Itulah sedikit cerita tentang para pekerja yang membuka lahan untuk budidaya
tanaman teh di tanah Jawa tak terkeculai di Kaligua di Paguyangan.
Untuk melengkapi produksi teh tersebut, maka
dari itu didirikanlah pabrik pengolahan teh untuk dapat dijadikan komoditas
ekspor. Di Kaligua sendiri pendirian pabrik pengolahan teh tersebut, dikerjakan
oleh para rakyat pribumi yang diperintah oleh pemerintah kolonial.
Konon pada saat pembangunan
pabrik, para pekerja membawa ketel uap dari Paguyangan menuju Kaligua ditempuh
dalam waktu 20 hari. Peralatan tersebut dibawa dengan rombongan pekerja yang
berjalan kaki naik sepanjang 17 km. Selama proses pengangkutan tersebut, para
pekerja pada saat istirahat dihibur oleh kesenian ronggeng Banyumas. Sampai sekarang setiap
memperingati HUT pabrik Kaligua setiap tanggal 1 Juni selalu ditampilkan
kesenian tradisional tersebut.
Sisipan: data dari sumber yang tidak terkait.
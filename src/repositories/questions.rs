use sqlx::Postgres;

use crate::db::models::{AnswerOption, Question};
use crate::db::types::QuestionKind;

const COLUMNS: &str = "id, test_id, text, kind, points, order_index, created_at, updated_at";
const OPTION_COLUMNS: &str = "id, question_id, text, is_correct, order_index";

pub(crate) async fn find_by_id(
    executor: impl sqlx::PgExecutor<'_>,
    id: &str,
) -> Result<Option<Question>, sqlx::Error> {
    sqlx::query_as::<_, Question>(&format!("SELECT {COLUMNS} FROM questions WHERE id = $1"))
        .bind(id)
        .fetch_optional(executor)
        .await
}

pub(crate) async fn list_by_test(
    executor: impl sqlx::PgExecutor<'_>,
    test_id: &str,
) -> Result<Vec<Question>, sqlx::Error> {
    sqlx::query_as::<_, Question>(&format!(
        "SELECT {COLUMNS} FROM questions WHERE test_id = $1 ORDER BY order_index, created_at"
    ))
    .bind(test_id)
    .fetch_all(executor)
    .await
}

pub(crate) async fn list_options_by_test(
    executor: impl sqlx::PgExecutor<'_>,
    test_id: &str,
) -> Result<Vec<AnswerOption>, sqlx::Error> {
    sqlx::query_as::<_, AnswerOption>(
        "SELECT o.id, o.question_id, o.text, o.is_correct, o.order_index \
         FROM answer_options o JOIN questions q ON q.id = o.question_id \
         WHERE q.test_id = $1 ORDER BY o.question_id, o.order_index",
    )
    .bind(test_id)
    .fetch_all(executor)
    .await
}

pub(crate) async fn list_options(
    executor: impl sqlx::PgExecutor<'_>,
    question_id: &str,
) -> Result<Vec<AnswerOption>, sqlx::Error> {
    sqlx::query_as::<_, AnswerOption>(&format!(
        "SELECT {OPTION_COLUMNS} FROM answer_options WHERE question_id = $1 ORDER BY order_index"
    ))
    .bind(question_id)
    .fetch_all(executor)
    .await
}

pub(crate) struct NewOption<'a> {
    pub(crate) text: &'a str,
    pub(crate) is_correct: bool,
}

pub(crate) struct CreateQuestion<'a> {
    pub(crate) id: &'a str,
    pub(crate) test_id: &'a str,
    pub(crate) text: &'a str,
    pub(crate) kind: QuestionKind,
    pub(crate) points: i32,
    pub(crate) now: time::PrimitiveDateTime,
}

/// Appends a question at the end of the test with its options.
pub(crate) async fn create(
    tx: &mut sqlx::Transaction<'_, Postgres>,
    params: CreateQuestion<'_>,
    options: &[NewOption<'_>],
) -> Result<Question, sqlx::Error> {
    let question = sqlx::query_as::<_, Question>(&format!(
        "INSERT INTO questions (id, test_id, text, kind, points, order_index, created_at, updated_at) \
         VALUES ($1, $2, $3, $4, $5, \
                 (SELECT COALESCE(MAX(order_index) + 1, 0) FROM questions WHERE test_id = $2), \
                 $6, $6) \
         RETURNING {COLUMNS}"
    ))
    .bind(params.id)
    .bind(params.test_id)
    .bind(params.text)
    .bind(params.kind)
    .bind(params.points)
    .bind(params.now)
    .fetch_one(&mut **tx)
    .await?;

    insert_options(tx, &question.id, options).await?;
    Ok(question)
}

pub(crate) async fn update(
    tx: &mut sqlx::Transaction<'_, Postgres>,
    id: &str,
    text: &str,
    kind: QuestionKind,
    points: i32,
    options: &[NewOption<'_>],
    now: time::PrimitiveDateTime,
) -> Result<Option<Question>, sqlx::Error> {
    let question = sqlx::query_as::<_, Question>(&format!(
        "UPDATE questions SET text = $1, kind = $2, points = $3, updated_at = $4 \
         WHERE id = $5 RETURNING {COLUMNS}"
    ))
    .bind(text)
    .bind(kind)
    .bind(points)
    .bind(now)
    .bind(id)
    .fetch_optional(&mut **tx)
    .await?;

    if question.is_none() {
        return Ok(None);
    }

    sqlx::query("DELETE FROM answer_options WHERE question_id = $1")
        .bind(id)
        .execute(&mut **tx)
        .await?;
    insert_options(tx, id, options).await?;

    Ok(question)
}

/// Option order follows the slice order.
async fn insert_options(
    tx: &mut sqlx::Transaction<'_, Postgres>,
    question_id: &str,
    options: &[NewOption<'_>],
) -> Result<(), sqlx::Error> {
    for (index, option) in options.iter().enumerate() {
        sqlx::query(
            "INSERT INTO answer_options (id, question_id, text, is_correct, order_index) \
             VALUES ($1, $2, $3, $4, $5)",
        )
        .bind(uuid::Uuid::new_v4().to_string())
        .bind(question_id)
        .bind(option.text)
        .bind(option.is_correct)
        .bind(index as i32)
        .execute(&mut **tx)
        .await?;
    }
    Ok(())
}

pub(crate) async fn delete(
    tx: &mut sqlx::Transaction<'_, Postgres>,
    id: &str,
    test_id: &str,
) -> Result<bool, sqlx::Error> {
    let result = sqlx::query("DELETE FROM questions WHERE id = $1 AND test_id = $2")
        .bind(id)
        .bind(test_id)
        .execute(&mut **tx)
        .await?;

    if result.rows_affected() == 0 {
        return Ok(false);
    }

    sqlx::query(
        "UPDATE questions q SET order_index = ranked.position \
         FROM (SELECT id, (ROW_NUMBER() OVER (ORDER BY order_index, created_at) - 1)::INT AS position \
               FROM questions WHERE test_id = $1) ranked \
         WHERE q.id = ranked.id",
    )
    .bind(test_id)
    .execute(&mut **tx)
    .await?;

    Ok(true)
}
Dapat dibayangkan pekerjaan tersebut pada jaman
itu belum ada transportasi modern, yang dapat mempermudah dan mempercepat suatu
pekerjaan. Sehingga pekerjaan berat dikerjakan dengan tenaga manusia yang
membutuhkan tenaga ekstra dan waktu yang cukup lama. Dengan pola kerja yang berat
tersebut akhirnya kebun teh Kaligua dan sarana pendukungnya ada dan lestari
sampai sekarang. Dan kebun teh Kaligua sekarang sudah menjadi magnet wisata
yang potensial di wilayah Brebes Selatan, yang selalu ramai dikunjungi para
wisatawan dari berbagai daerah.
Eksotisme Kaligua.
Hasil peninggalan kolonial Belanda
tersebut sampai sekarang masih tetap terjaga, dan menjadi salah satu objek
wisata andalan yang dipunyai oleh Kabupaten Brebes. Letak geografis dari Perkebunan
teh Kaligua berada pada ketinggian 1200 - 2050 m dpl. Kondisi udara sangat
dingin, berkisar 8° - 22° C pada musim penghujan dan mencapai 4° -12° C pada
musim kemarau. Jadi tidak heran kalau wilayah perkebunan teh ini hampir selalu
diselimuti kabut tebal. Perkebunan teh tersebut terletak di lereng barat Gunung Slamet (3432
m dpl) yang merupakan gunung tertinggi kedua di pulau jawa setelah Gunung Semeru. Dari
salah satu tempat di perkebunan teh Kaligua kita dapat menikmati keindahan
puncak gunung Slamet dari dekat, melalui puncak Sakub.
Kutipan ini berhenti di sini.